*** INPUT DATA Section Begins ***

// client.rs - HTTP embedder speaking to the sentence-transformers sidecar
use std::time::Duration;

use reqwest::blocking::Client;
use serde::{Deserialize, Serialize};
use tracing::debug;

use super::{Batcher, EmbedError, Embedder, EmbeddingModelInfo};

#[derive(Serialize)]
struct EmbeddingRequest<'a> {
    texts: &'a [String],
}

#[derive(Deserialize)]
struct EmbeddingResponse {
    embeddings: Vec<Vec<f32>>,
}

pub struct EmbeddingClient {
    http: Client,
    endpoint: String,
    model: EmbeddingModelInfo,
}

impl EmbeddingClient {
    pub fn new(endpoint: impl Into<String>) -> Self {
        Self {
            http: Client::new(),
            endpoint: endpoint.into(),
            model: EmbeddingModelInfo::default(),
        }
    }

    pub fn with_timeout(
        endpoint: impl Into<String>,
        timeout: Duration,
    ) -> Result<Self, EmbedError> {
        let http = Client::builder().timeout(timeout).build()?;

        Ok(Self {
            http,
            endpoint: endpoint.into(),
            model: EmbeddingModelInfo::default(),
        })
    }

    /// Use a different model description for validation and batching
    pub fn with_model(mut self, model: EmbeddingModelInfo) -> Self {
        self.model = model;
        self
    }

    pub fn model(&self) -> &EmbeddingModelInfo {
        &self.model
    }

    pub fn endpoint(&self) -> &str {
        &self.endpoint
    }

    fn post_batch(&self, texts: &[String]) -> Result<Vec<Vec<f32>>, EmbedError> {
        debug!(count = texts.len(), endpoint = %self.endpoint, "requesting embeddings");

        let response = self
            .http
            .post(format!("{}/embed", self.endpoint))
            .json(&EmbeddingRequest { texts })
            .send()?;

        let status = response.status();
        if !status.is_success() {
            let body = response
                .text()
                .unwrap_or_else(|_| "Unknown error".to_string());
            return Err(EmbedError::ServerError {
                status: status.as_u16(),
                body,
            });
        }

        let res: EmbeddingResponse = response.json()?;
        Ok(res.embeddings)
    }
}

impl Embedder for EmbeddingClient {
    fn embed_batch(&self, texts: &[String]) -> Result<Vec<Vec<f32>>, EmbedError> {
        let mut out = Vec::with_capacity(texts.len());

        for (_, batch) in Batcher::new(self.model.max_batch).batches(texts) {
            let vectors = self.post_batch(batch)?;
            if vectors.len() != batch.len() {
                return Err(EmbedError::CountMismatch {
                    expected: batch.len(),
                    actual: vectors.len(),
                });
            }
            for vector in &vectors {
                self.model.check_vector(vector)?;
            }
            out.extend(vectors);
        }

        Ok(out)
    }

    fn dimensions(&self) -> usize {
        self.model.dim
    }
}
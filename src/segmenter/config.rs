use chrono::Duration;
use serde::{Deserialize, Serialize};

/// Default silence that forces a new chunk
pub const DEFAULT_TIME_GAP_MINUTES: i64 = 30;

/// Default cap on a chunk's accumulated text, in characters
pub const DEFAULT_MAX_CHUNK_CHARS: usize = 1500;

/// Default cosine similarity below which a message drifts off-topic
pub const DEFAULT_SIMILARITY_THRESHOLD: f32 = 0.65;

/// Default number of texts sent to the embedder per request
pub const DEFAULT_EMBED_BATCH_SIZE: usize = 32;

/// Tunable thresholds for boundary detection
#[derive(Debug, Clone, PartialEq, Serialize, Deserialize)]
pub struct SegmenterConfig {
    /// Gaps strictly longer than this start a new chunk
    #[serde(with = "duration_secs")]
    pub time_gap_threshold: Duration,
    /// Appends that would push the chunk strictly past this are refused
    pub max_chunk_chars: usize,
    /// Similarities strictly below this start a new chunk
    pub semantic_similarity_threshold: f32,
    /// Prefetch batch size for the embedding oracle
    pub embed_batch_size: usize,
}

impl Default for SegmenterConfig {
    fn default() -> Self {
        Self {
            time_gap_threshold: Duration::minutes(DEFAULT_TIME_GAP_MINUTES),
            max_chunk_chars: DEFAULT_MAX_CHUNK_CHARS,
            semantic_similarity_threshold: DEFAULT_SIMILARITY_THRESHOLD,
            embed_batch_size: DEFAULT_EMBED_BATCH_SIZE,
        }
    }
}

impl SegmenterConfig {
    pub fn new() -> Self {
        Self::default()
    }

    /// Set the time gap threshold
    pub fn time_gap(mut self, gap: Duration) -> Self {
        self.time_gap_threshold = gap;
        self
    }

    /// Set the time gap threshold in whole minutes
    pub fn time_gap_minutes(self, minutes: i64) -> Self {
        self.time_gap(Duration::minutes(minutes))
    }

    /// Set the character cap
    pub fn max_chunk_chars(mut self, chars: usize) -> Self {
        self.max_chunk_chars = chars;
        self
    }

    /// Set the semantic similarity threshold
    pub fn similarity_threshold(mut self, threshold: f32) -> Self {
        self.semantic_similarity_threshold = threshold;
        self
    }

    /// Set the embedding prefetch batch size (clamped to at least 1)
    pub fn embed_batch_size(mut self, size: usize) -> Self {
        self.embed_batch_size = size.max(1);
        self
    }
}

mod duration_secs {
    use chrono::Duration;
    use serde::{Deserialize, Deserializer, Serializer};

    pub fn serialize<S: Serializer>(d: &Duration, s: S) -> Result<S::Ok, S::Error> {
        s.serialize_i64(d.num_seconds())
    }

    pub fn deserialize<'de, D: Deserializer<'de>>(d: D) -> Result<Duration, D::Error> {
        let secs = i64::deserialize(d)?;
        Ok(Duration::seconds(secs))
    }
}

#[cfg(test)]
mod tests {
    use super::*;

    #[test]
    fn test_defaults() {
        let config = SegmenterConfig::default();
        assert_eq!(config.time_gap_threshold, Duration::minutes(30));
        assert_eq!(config.max_chunk_chars, 1500);
        assert_eq!(config.semantic_similarity_threshold, 0.65);
        assert_eq!(config.embed_batch_size, 32);
    }

    #[test]
    fn test_builder_setters() {
        let config = SegmenterConfig::new()
            .time_gap_minutes(5)
            .max_chunk_chars(200)
            .similarity_threshold(0.8)
            .embed_batch_size(0);

        assert_eq!(config.time_gap_threshold, Duration::minutes(5));
        assert_eq!(config.max_chunk_chars, 200);
        assert_eq!(config.semantic_similarity_threshold, 0.8);
        assert_eq!(config.embed_batch_size, 1);
    }

    #[test]
    fn test_serde_uses_seconds_for_gap() {
        let config = SegmenterConfig::default();
        let json = serde_json::to_value(&config).unwrap();
        assert_eq!(json["time_gap_threshold"], 1800);

        let back: SegmenterConfig = serde_json::from_value(json).unwrap();
        assert_eq!(back, config);
    }
}
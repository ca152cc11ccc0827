pub mod batcher;
pub mod client;
pub mod model;


pub use batcher::Batcher;
pub use client::EmbeddingClient;
pub use model::EmbeddingModelInfo;

use thiserror::Error;

#[derive(Debug, Error)]
pub enum EmbedError {
    #[error("HTTP request failed: {0}")]
    Http(#[from] reqwest::Error),

    #[error("Server returned error status {status}: {body}")]
    ServerError { status: u16, body: String },

    #[error("Expected {expected} embeddings, got {actual}")]
    CountMismatch { expected: usize, actual: usize },

    #[error("Dimension mismatch: expected {expected}, got {actual}")]
    DimensionMismatch { expected: usize, actual: usize },

    #[error("Non-finite value at component {component}")]
    NonFinite { component: usize },
}

/// Text-to-vector oracle used by the segmenter.
///
/// Implementations must be deterministic for identical input and return one
/// vector per text, in input order.
pub trait Embedder: Send + Sync {
    /// Embed a batch of texts
    fn embed_batch(&self, texts: &[String]) -> Result<Vec<Vec<f32>>, EmbedError>;

    /// Dimensionality of every returned vector
    fn dimensions(&self) -> usize;

    /// Embed a single text
    fn embed(&self, text: &str) -> Result<Vec<f32>, EmbedError> {
        let mut vectors = self.embed_batch(&[text.to_string()])?;
        if vectors.len() != 1 {
            return Err(EmbedError::CountMismatch {
                expected: 1,
                actual: vectors.len(),
            });
        }
        Ok(vectors.swap_remove(0))
    }
}

impl<E: Embedder + ?Sized> Embedder for &E {
    fn embed_batch(&self, texts: &[String]) -> Result<Vec<Vec<f32>>, EmbedError> {
        (**self).embed_batch(texts)
    }

    fn dimensions(&self) -> usize {
        (**self).dimensions()
    }
}

impl<E: Embedder + ?Sized> Embedder for Box<E> {
    fn embed_batch(&self, texts: &[String]) -> Result<Vec<Vec<f32>>, EmbedError> {
        (**self).embed_batch(texts)
    }

    fn dimensions(&self) -> usize {
        (**self).dimensions()
    }
}
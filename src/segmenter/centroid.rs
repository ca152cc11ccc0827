/// Running mean of the embeddings folded into the open chunk.
///
/// Keeps an element-wise sum in arrival order and divides on demand, which
/// gives the same bits as summing the whole membership and dividing once.
#[derive(Debug, Clone, Default)]
pub struct CentroidTracker {
    sum: Vec<f32>,
    count: usize,
}

impl CentroidTracker {
    pub fn new() -> Self {
        Self::default()
    }

    /// Drop all members and start over from a single embedding
    pub fn seed(&mut self, embedding: &[f32]) {
        self.sum.clear();
        self.sum.extend_from_slice(embedding);
        self.count = 1;
    }

    /// Add one more member
    pub fn fold(&mut self, embedding: &[f32]) {
        if self.count == 0 {
            self.seed(embedding);
            return;
        }

        for (acc, x) in self.sum.iter_mut().zip(embedding) {
            *acc += x;
        }
        self.count += 1;
    }

    pub fn reset(&mut self) {
        self.sum.clear();
        self.count = 0;
    }

    pub fn len(&self) -> usize {
        self.count
    }

    pub fn is_empty(&self) -> bool {
        self.count == 0
    }

    /// Element-wise mean of all members, or `None` with no members
    pub fn mean(&self) -> Option<Vec<f32>> {
        if self.count == 0 {
            return None;
        }

        let n = self.count as f32;
        Some(self.sum.iter().map(|x| x / n).collect())
    }
}
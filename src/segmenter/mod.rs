mod accumulator;
mod centroid;
mod config;
mod driver;
mod error;
mod policy;
mod similarity;
mod types;


pub use accumulator::{ChunkAccumulator, OpenChunk};
pub use centroid::CentroidTracker;
pub use config::{
    DEFAULT_EMBED_BATCH_SIZE, DEFAULT_MAX_CHUNK_CHARS, DEFAULT_SIMILARITY_THRESHOLD,
    DEFAULT_TIME_GAP_MINUTES, SegmenterConfig,
};
pub use driver::{Segmenter, validate_stream};
pub use error::SegmentError;
pub use policy::BoundaryPolicy;
pub use similarity::cosine_similarity;
pub use types::{Chunk, ChunkId, Message, SplitReason, Verdict, chunk_id_for};
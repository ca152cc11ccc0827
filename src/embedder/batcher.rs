// batcher.rs - groups embedding requests for prefetching

/// Splits an ordered list into consecutive batches
#[derive(Debug, Clone, Copy)]
pub struct Batcher {
    pub batch_size: usize,
}

impl Batcher {
    pub fn new(batch_size: usize) -> Self {
        Self {
            batch_size: batch_size.max(1),
        }
    }

    /// Batches in order, each paired with the index of its first item
    pub fn batches<'a, T>(&self, items: &'a [T]) -> impl Iterator<Item = (usize, &'a [T])> + 'a {
        let size = self.batch_size;
        items
            .chunks(size)
            .enumerate()
            .map(move |(i, batch)| (i * size, batch))
    }
}
//! # Order Intake Telegram Bot
//!
//! A Telegram bot that greets users with promotional content, collects a
//! name and a phone contact through a short dialogue, and forwards the order
//! to an administrator.

pub mod bot;
pub mod config;
pub mod dialogue;
pub mod errors;
pub mod localization;
pub mod order;
pub mod transport;
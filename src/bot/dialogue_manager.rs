//! Dialogue Manager module for handling order dialogue state transitions

use anyhow::Result;
use std::sync::Arc;
use teloxide::types::ChatId;
use tracing::{debug, error, info};

use crate::config::{BotConfig, DeliveryConfig};
use crate::dialogue::{
    current_state, set_state, validate_name, OrderDialogue, OrderDialogueState, OrderStorage,
};
use crate::localization::LocalizationManager;
use crate::order::Order;
use crate::transport::{IncomingEvent, ReplyKeyboard, Transport};

use super::notifier::notify_admin;
use super::router::{route, ButtonLabels, Route};
use super::ui_builder::{contact_keyboard, menu_keyboard};

/// Settings the dialogue needs from the bot configuration
#[derive(Debug, Clone)]
pub struct FlowSettings {
    pub channel_id: i64,
    pub promo_message_id: i32,
    pub admin_id: i64,
    pub bot_username: String,
    pub delivery: DeliveryConfig,
}

impl FlowSettings {
    pub fn from_config(config: &BotConfig, bot_username: impl Into<String>) -> Self {
        Self {
            channel_id: config.channel_id,
            promo_message_id: config.promo_message_id,
            admin_id: config.admin_id,
            bot_username: bot_username.into(),
            delivery: config.delivery.clone(),
        }
    }
}

/// The order dialogue state machine.
///
/// Owns the dialogue storage of every user and talks to the outside world only
/// through the injected [`Transport`]. Events of one user must arrive in order;
/// the teloxide dispatcher guarantees this by handling each chat sequentially.
/// Idle users have no stored dialogue.
pub struct OrderFlow {
    transport: Arc<dyn Transport>,
    l10n: Arc<LocalizationManager>,
    storage: Arc<OrderStorage>,
    labels: ButtonLabels,
    settings: FlowSettings,
}

impl OrderFlow {
    pub fn new(
        transport: Arc<dyn Transport>,
        l10n: Arc<LocalizationManager>,
        settings: FlowSettings,
    ) -> Self {
        let labels = ButtonLabels::from_localization(&l10n);
        Self {
            transport,
            l10n,
            storage: OrderStorage::new(),
            labels,
            settings,
        }
    }

    /// Dialogue storage shared by all users
    pub fn storage(&self) -> Arc<OrderStorage> {
        Arc::clone(&self.storage)
    }

    fn dialogue(&self, user_id: i64) -> OrderDialogue {
        OrderDialogue::new(self.storage(), ChatId(user_id))
    }

    /// Current state of a user's dialogue
    pub async fn state(&self, user_id: i64) -> Result<OrderDialogueState> {
        current_state(&self.dialogue(user_id)).await
    }

    /// Handle one incoming event
    pub async fn handle_event(&self, event: IncomingEvent) -> Result<()> {
        let dialogue = self.dialogue(event.user_id);
        let state = current_state(&dialogue).await?;
        let route = route(
            &state,
            &event.kind,
            &self.labels,
            &self.settings.bot_username,
        );
        debug!(user_id = %event.user_id, state = ?state, route = ?route, "Dispatching event");

        match route {
            Route::Start => self.handle_start(&dialogue, &event).await,
            Route::Cancel => self.handle_cancel(&dialogue, &event).await,
            Route::BeginOrder => self.handle_begin_order(&dialogue, &event).await,
            Route::SubmitName(text) => self.handle_name_input(&dialogue, &event, &text).await,
            Route::SubmitContact {
                pending_name,
                user_id,
                phone_number,
            } => {
                let order = Order::new(pending_name, user_id, phone_number, event.username.clone());
                self.handle_contact(&dialogue, &event, order).await
            }
            Route::Unknown => self.handle_unknown(&state, &event).await,
        }
    }

    fn t(&self, key: &str, event: &IncomingEvent) -> String {
        self.l10n.t(key, event.language_code.as_deref())
    }

    fn menu(&self, event: &IncomingEvent) -> ReplyKeyboard {
        menu_keyboard(&self.l10n, event.language_code.as_deref())
    }

    async fn reply(
        &self,
        event: &IncomingEvent,
        text: &str,
        keyboard: Option<&ReplyKeyboard>,
    ) -> Result<()> {
        self.transport.send_text(event.chat_id, text, keyboard).await?;
        Ok(())
    }

    /// Reset the session, forward the promotional post and greet the user
    async fn handle_start(&self, dialogue: &OrderDialogue, event: &IncomingEvent) -> Result<()> {
        set_state(dialogue, OrderDialogueState::Idle).await?;
        let menu = self.menu(event);

        if let Err(e) = self
            .transport
            .forward_protected(
                event.chat_id,
                self.settings.channel_id,
                self.settings.promo_message_id,
            )
            .await
        {
            error!(user_id = %event.user_id, error = %e, "Channel forwarding failed");
            self.reply(event, &self.t("promo-unavailable", event), Some(&menu))
                .await?;
        }

        self.reply(event, &self.t("welcome", event), Some(&menu)).await
    }

    async fn handle_begin_order(
        &self,
        dialogue: &OrderDialogue,
        event: &IncomingEvent,
    ) -> Result<()> {
        set_state(dialogue, OrderDialogueState::WaitingForName).await?;
        info!(user_id = %event.user_id, "Order started");

        self.reply(event, &self.t("ask-name", event), Some(&ReplyKeyboard::Remove))
            .await?;
        self.reply(event, &self.t("cancel-hint", event), None).await
    }

    async fn handle_name_input(
        &self,
        dialogue: &OrderDialogue,
        event: &IncomingEvent,
        text: &str,
    ) -> Result<()> {
        match validate_name(text) {
            Ok(name) => {
                set_state(
                    dialogue,
                    OrderDialogueState::WaitingForContact {
                        pending_name: name.clone(),
                        user_id: event.user_id,
                    },
                )
                .await?;

                let prompt = self.l10n.t_args(
                    "ask-contact",
                    &[("name", &name)],
                    event.language_code.as_deref(),
                );
                let keyboard = contact_keyboard(&self.l10n, event.language_code.as_deref());
                self.reply(event, &prompt, Some(&keyboard)).await
            }
            Err(reason) => {
                debug!(user_id = %event.user_id, reason = %reason, "Name rejected");
                self.reply(event, &self.t("invalid-name", event), None).await
            }
        }
    }

    /// Submit the order to the administrator; the session ends either way
    async fn handle_contact(
        &self,
        dialogue: &OrderDialogue,
        event: &IncomingEvent,
        order: Order,
    ) -> Result<()> {
        set_state(dialogue, OrderDialogueState::Idle).await?;
        let menu = self.menu(event);

        match notify_admin(
            self.transport.as_ref(),
            self.settings.admin_id,
            &order,
            &self.l10n,
            &self.settings.delivery,
        )
        .await
        {
            Ok(()) => {
                let name = order.name.as_deref().unwrap_or_default();
                let confirmation = self.l10n.t_args(
                    "order-sent",
                    &[("name", name)],
                    event.language_code.as_deref(),
                );
                self.reply(event, &confirmation, Some(&menu)).await
            }
            Err(e) => {
                error!(user_id = %event.user_id, error = %e, "Failed to notify administrator");
                self.reply(event, &self.t("order-failed", event), Some(&menu))
                    .await
            }
        }
    }

    async fn handle_cancel(&self, dialogue: &OrderDialogue, event: &IncomingEvent) -> Result<()> {
        set_state(dialogue, OrderDialogueState::Idle).await?;
        info!(user_id = %event.user_id, "Order cancelled");

        let menu = self.menu(event);
        self.reply(event, &self.t("cancelled", event), Some(&menu)).await
    }

    async fn handle_unknown(&self, state: &OrderDialogueState, event: &IncomingEvent) -> Result<()> {
        let key = match state {
            OrderDialogueState::WaitingForName => "only-name",
            OrderDialogueState::WaitingForContact { .. } => "contact-expected",
            OrderDialogueState::Idle => "unknown-command",
        };
        self.reply(event, &self.t(key, event), None).await
    }
}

*** INPUT DATA Section Ends ***

§ **GOAL OF THE EXERCISE**
Using the records above, copy all lines that include the word "WaitingForContact".

§ **ANSWER BELOW**
                    OrderDialogueState::WaitingForContact {
            OrderDialogueState::WaitingForContact { .. } => "contact-expected",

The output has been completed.